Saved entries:
------------------------------------------------
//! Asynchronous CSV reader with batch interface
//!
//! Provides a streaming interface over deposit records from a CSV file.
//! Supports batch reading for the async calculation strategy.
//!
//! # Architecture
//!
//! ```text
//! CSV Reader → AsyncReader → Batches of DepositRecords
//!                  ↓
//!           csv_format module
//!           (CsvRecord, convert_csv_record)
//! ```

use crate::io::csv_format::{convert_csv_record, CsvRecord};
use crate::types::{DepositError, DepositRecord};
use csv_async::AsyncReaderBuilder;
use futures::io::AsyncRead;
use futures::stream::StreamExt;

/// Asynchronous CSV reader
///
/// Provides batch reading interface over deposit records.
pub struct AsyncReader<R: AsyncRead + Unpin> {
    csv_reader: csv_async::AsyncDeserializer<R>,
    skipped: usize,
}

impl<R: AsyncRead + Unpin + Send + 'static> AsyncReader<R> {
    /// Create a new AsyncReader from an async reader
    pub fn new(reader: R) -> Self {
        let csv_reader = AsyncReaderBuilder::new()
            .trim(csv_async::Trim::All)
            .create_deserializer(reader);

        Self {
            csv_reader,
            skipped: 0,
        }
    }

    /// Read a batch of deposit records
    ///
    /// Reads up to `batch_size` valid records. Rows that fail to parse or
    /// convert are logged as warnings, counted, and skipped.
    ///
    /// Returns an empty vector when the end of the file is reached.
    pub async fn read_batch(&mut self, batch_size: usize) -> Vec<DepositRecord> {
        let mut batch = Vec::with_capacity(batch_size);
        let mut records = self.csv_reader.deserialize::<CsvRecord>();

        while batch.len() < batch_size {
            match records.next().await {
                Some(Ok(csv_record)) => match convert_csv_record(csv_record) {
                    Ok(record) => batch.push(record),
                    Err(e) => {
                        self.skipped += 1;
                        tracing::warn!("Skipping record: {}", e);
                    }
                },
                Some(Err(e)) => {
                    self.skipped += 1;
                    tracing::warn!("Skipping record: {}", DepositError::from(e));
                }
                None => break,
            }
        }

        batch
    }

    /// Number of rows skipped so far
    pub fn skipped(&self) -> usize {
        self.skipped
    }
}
------------------------------------------------
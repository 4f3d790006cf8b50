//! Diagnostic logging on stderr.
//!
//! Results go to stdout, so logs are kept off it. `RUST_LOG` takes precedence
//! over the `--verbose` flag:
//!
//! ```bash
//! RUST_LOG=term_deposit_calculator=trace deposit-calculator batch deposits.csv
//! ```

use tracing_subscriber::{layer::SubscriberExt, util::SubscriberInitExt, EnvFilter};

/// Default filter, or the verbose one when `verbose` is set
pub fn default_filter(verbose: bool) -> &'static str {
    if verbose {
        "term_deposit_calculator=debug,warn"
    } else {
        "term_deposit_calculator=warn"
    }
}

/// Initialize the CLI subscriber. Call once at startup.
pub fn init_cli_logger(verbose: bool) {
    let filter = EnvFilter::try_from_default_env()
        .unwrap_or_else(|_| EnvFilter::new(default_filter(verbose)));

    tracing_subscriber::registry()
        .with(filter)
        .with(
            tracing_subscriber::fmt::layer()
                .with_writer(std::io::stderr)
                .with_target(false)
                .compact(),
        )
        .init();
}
------------------------------------------------
→ YOUR INSTRUCTIONS:
Note down each line above where the word "when" occurs.

→ REPLY TO THE TASK:
    /// Returns an empty vector when the end of the file is reached.
/// Default filter, or the verbose one when `verbose` is set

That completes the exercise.